Intestinal mucosal bacterial diversity of antibiotic-associated diarrhea (AAD) mice treated with Debaryomyces hansenii and Qiweibaizhu powder
Mots clés
Abstrait
The aim was to investigate the combined effect of Debaryomyces hansenii and Qiweibaizhu powder (QWBZP) on the bacterial diversity of the intestinal mucosa of antibiotic-associated diarrhea (AAD) mice, for the potential treatment of diarrhea, especially which is induced by administration of antibiotics. Eighteen (18) mice were randomly assigned to three equal groups of six mice, namely Normal (mn group), Placebo control (mm group) and D. hansenii and QWBZP (DQ) treatment (mdq group). Mice were gavaged with a solution (23.33 mL·kg-1·day-1) consisting of gentamicin and cefradine to establish AAD. The DQ treatment group was gavaged with DQ for 4 days, and sterile water was used as a placebo control. The metagenome DNA of the intestinal mucosal microbiota was extracted, and the 16S rRNA gene was sequenced. Analysis showed that there were 288 OTUs for the normal group, 443 for the placebo control group, and 229 for the DQ treatment group. Phylogenetically, the gut microbiota of the DQ treatment group and the normal group were closer to each other than to the placebo control group.
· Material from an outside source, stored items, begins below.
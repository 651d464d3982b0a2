//! Change subscriptions.
//!
//! A [`Subscription`] is a stream of items fed by the store. Dropping it
//! unsubscribes: the store notices the closed channel on its next write and
//! forgets the watcher.

use std::pin::Pin;
use std::task::{Context, Poll};

use futures::Stream;
use tokio::sync::mpsc;

use crate::models::{Document, DocumentChange};

/// Stream of snapshots or changes from one watch.
#[derive(Debug)]
pub struct Subscription<T> {
    rx: mpsc::UnboundedReceiver<T>,
}

impl<T> Subscription<T> {
    /// Create a subscription together with the sender that feeds it.
    ///
    /// Store implementations keep the sender and push items into it.
    pub fn channel() -> (mpsc::UnboundedSender<T>, Self) {
        let (tx, rx) = mpsc::unbounded_channel();
        (tx, Self { rx })
    }

    /// Wait for the next item. `None` once the store side has gone away.
    pub async fn next(&mut self) -> Option<T> {
        self.rx.recv().await
    }

    /// Next item if one is already queued.
    pub fn try_next(&mut self) -> Option<T> {
        self.rx.try_recv().ok()
    }
}

impl<T> Stream for Subscription<T> {
    type Item = T;

    fn poll_next(self: Pin<&mut Self>, cx: &mut Context<'_>) -> Poll<Option<T>> {
        self.get_mut().rx.poll_recv(cx)
    }
}

struct DocumentWatcher {
    collection: String,
    id: String,
    tx: mpsc::UnboundedSender<Option<Document>>,
}

struct CollectionWatcher {
    collection: String,
    tx: mpsc::UnboundedSender<DocumentChange>,
}

/// Registry of live watchers. Owned by the store next to its database so a
/// write and its notification happen under the same lock.
#[derive(Default)]
pub(crate) struct Watchers {
    documents: Vec<DocumentWatcher>,
    collections: Vec<CollectionWatcher>,
}

impl Watchers {
    pub(crate) fn add_document(
        &mut self,
        collection: &str,
        id: &str,
        tx: mpsc::UnboundedSender<Option<Document>>,
    ) {
        self.documents.push(DocumentWatcher {
            collection: collection.to_string(),
            id: id.to_string(),
            tx,
        });
    }

    pub(crate) fn add_collection(
        &mut self,
        collection: &str,
        tx: mpsc::UnboundedSender<DocumentChange>,
    ) {
        self.collections.push(CollectionWatcher {
            collection: collection.to_string(),
            tx,
        });
    }

    /// Fan a change out to everyone watching the collection or the document,
    /// dropping watchers whose subscription was dropped.
    pub(crate) fn notify(&mut self, collection: &str, change: &DocumentChange) {
        let snapshot = match change {
            DocumentChange::Added(doc) | DocumentChange::Modified(doc) => Some(doc.clone()),
            DocumentChange::Removed { .. } => None,
        };

        self.documents.retain(|w| {
            if w.collection != collection || w.id != change.id() {
                return !w.tx.is_closed();
            }
            w.tx.send(snapshot.clone()).is_ok()
        });

        self.collections.retain(|w| {
            if w.collection != collection {
                return !w.tx.is_closed();
            }
            w.tx.send(change.clone()).is_ok()
        });
    }

    #[cfg(test)]
    pub(crate) fn len(&self) -> usize {
        self.documents.len() + self.collections.len()
    }
}

#[cfg(test)]
mod tests {
    use super::*;
    use chrono::Utc;
    use serde_json::json;

    fn doc(id: &str) -> Document {
        Document {
            id: id.to_string(),
            data: json!({}),
            created_at: Utc::now(),
            updated_at: Utc::now(),
        }
    }

    #[tokio::test]
    async fn test_notify_routes_by_collection_and_id() {
        let mut watchers = Watchers::default();
        let (tx, mut calls) = Subscription::channel();
        watchers.add_collection("calls", tx);
        let (tx, mut one) = Subscription::channel();
        watchers.add_document("calls", "a", tx);

        watchers.notify("calls", &DocumentChange::Added(doc("b")));
        watchers.notify("other", &DocumentChange::Added(doc("a")));
        watchers.notify("calls", &DocumentChange::Removed { id: "a".into() });

        assert_eq!(calls.next().await.unwrap().id(), "b");
        assert_eq!(calls.next().await.unwrap().id(), "a");
        assert_eq!(one.next().await, Some(None));
        assert!(one.try_next().is_none());
    }

    #[test]
    fn test_dropped_subscriptions_are_pruned() {
        let mut watchers = Watchers::default();
        let (tx, sub) = Subscription::<DocumentChange>::channel();
        watchers.add_collection("calls", tx);
        assert_eq!(watchers.len(), 1);

        drop(sub);
        watchers.notify("elsewhere", &DocumentChange::Removed { id: "x".into() });
        assert_eq!(watchers.len(), 0);
    }
}
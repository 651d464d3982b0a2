//! # dari-media
//!
//! Everything between the local devices and the mailbox for one call
//! attempt:
//!
//! - [`capture`]: microphone and camera acquisition behind [`MediaDevices`]
//! - [`level`]: the speaking indicator fed by captured audio
//! - [`pcmu`]: µ-law packetization of captured audio for the wire
//! - [`negotiator`]: offer/answer lifecycle over a [`PeerTransport`], with
//!   remote candidates held in a [`CandidateQueue`] until they can be applied
//! - [`webrtc_peer`] and [`simulated`]: the two transport backends
//! - [`signaling`]: the offer, answer and candidates mapped onto a
//!   [`dari_store::DocumentStore`]

pub mod audio;
pub mod candidates;
pub mod capture;
pub mod level;
pub mod negotiator;
pub mod pcmu;
pub mod signaling;
pub mod simulated;
pub mod transport;
pub mod video;
pub mod webrtc_peer;

pub use audio::AudioFrame;
pub use candidates::{Admission, CandidateQueue};
pub use capture::{
    DeviceBehavior, DeviceLease, HostDevices, LocalStream, LocalTrack, MediaDevices, MediaError,
    SyntheticDevices,
};
pub use level::LevelMeter;
pub use negotiator::{
    CandidateDisposition, NegotiationError, Negotiator, NegotiatorEvent, NegotiatorEvents,
    SignalingState,
};
pub use signaling::{
    AnswerWatch, CandidateWatch, MailboxChannel, RemovalWatch, RetryPolicy, SignalingError,
};
pub use simulated::{SimulatedNetwork, SimulatedPeer};
pub use transport::{PeerConnectionState, PeerEvent, PeerTransport, TransportError, TransportFactory};
pub use webrtc_peer::WebRtcFactory;
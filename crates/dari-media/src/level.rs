//! Speaking indicator.
//!
//! Captured audio frames are reduced to their mean absolute amplitude; the
//! local user counts as speaking while that exceeds
//! [`SPEAKING_THRESHOLD`] of full scale.

use std::sync::Arc;

use dari_shared::constants::SPEAKING_THRESHOLD;
use tokio::sync::watch;

/// Mean absolute amplitude of `samples`, which are expected in `[-1.0, 1.0]`.
pub fn mean_deviation(samples: &[f32]) -> f32 {
    if samples.is_empty() {
        return 0.0;
    }
    let sum: f32 = samples.iter().map(|s| s.abs()).sum();
    sum / samples.len() as f32
}

pub fn is_speaking(samples: &[f32]) -> bool {
    mean_deviation(samples) > SPEAKING_THRESHOLD
}

/// Publishes whether the most recent frame contained speech.
///
/// Cloning shares the underlying channel, so the capture callback and the
/// stream that owns it observe the same state.
#[derive(Clone)]
pub struct LevelMeter {
    tx: Arc<watch::Sender<bool>>,
}

impl LevelMeter {
    pub fn new() -> Self {
        let (tx, _rx) = watch::channel(false);
        Self { tx: Arc::new(tx) }
    }

    pub fn subscribe(&self) -> watch::Receiver<bool> {
        self.tx.subscribe()
    }

    /// Update from one captured frame. Receivers are only woken on change.
    pub fn feed(&self, frame: &[f32]) {
        self.set(is_speaking(frame));
    }

    /// Force the indicator off, e.g. while muted or after capture stops.
    pub fn silence(&self) {
        self.set(false);
    }

    pub fn is_speaking(&self) -> bool {
        *self.tx.borrow()
    }

    fn set(&self, speaking: bool) {
        self.tx.send_if_modified(|current| {
            if *current == speaking {
                return false;
            }
            *current = speaking;
            true
        });
    }
}

impl Default for LevelMeter {
    fn default() -> Self {
        Self::new()
    }
}

#[cfg(test)]
mod tests {
    use super::*;

    #[test]
    fn test_mean_deviation() {
        assert_eq!(mean_deviation(&[]), 0.0);
        assert!((mean_deviation(&[0.5, -0.5, 0.0, 0.0]) - 0.25).abs() < 1e-6);
    }

    #[test]
    fn test_threshold_matches_byte_scale() {
        // 4/128 of full scale is below the threshold, 6/128 above it.
        assert!(!is_speaking(&[4.0 / 128.0; 480]));
        assert!(is_speaking(&[-6.0 / 128.0; 480]));
    }

    #[tokio::test]
    async fn test_meter_notifies_on_change_only() {
        let meter = LevelMeter::new();
        let mut rx = meter.subscribe();

        meter.feed(&[0.5; 64]);
        rx.changed().await.unwrap();
        assert!(*rx.borrow_and_update());

        meter.feed(&[0.4; 64]);
        assert!(!rx.has_changed().unwrap());

        meter.silence();
        rx.changed().await.unwrap();
        assert!(!*rx.borrow_and_update());
        assert!(!meter.is_speaking());
    }
}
Both the DQ and placebo-treated groups included Stenotrophomonas, Robinsoniella, Bacteroidales S24-7 group norank, Citrobacter, and Glutamicibacter, but their abundances were significantly higher in the DQ treatment group than in the placebo control group. This suggested that the combined use of D. hansenii and QWBZP overcame the influence of dysbacteriosis and could lead to the recovery of intestinal mucosal microbiota homeostasis. This positive effect is likely related to short-chain fatty acid (SCFA)-producing bacteria, such as members of Micrococcaceae, Lachnospiraceae, and Bacteroidales S24-7 group, which could play beneficial roles in protecting the mucosal barrier and stimulating the immune response in mice.
Keywords: Antibiotic-associated diarrhea; Debaryomyces hansenii; Intestinal mucosa; Qiweibaizhu powder; SCFA-producing bacteria.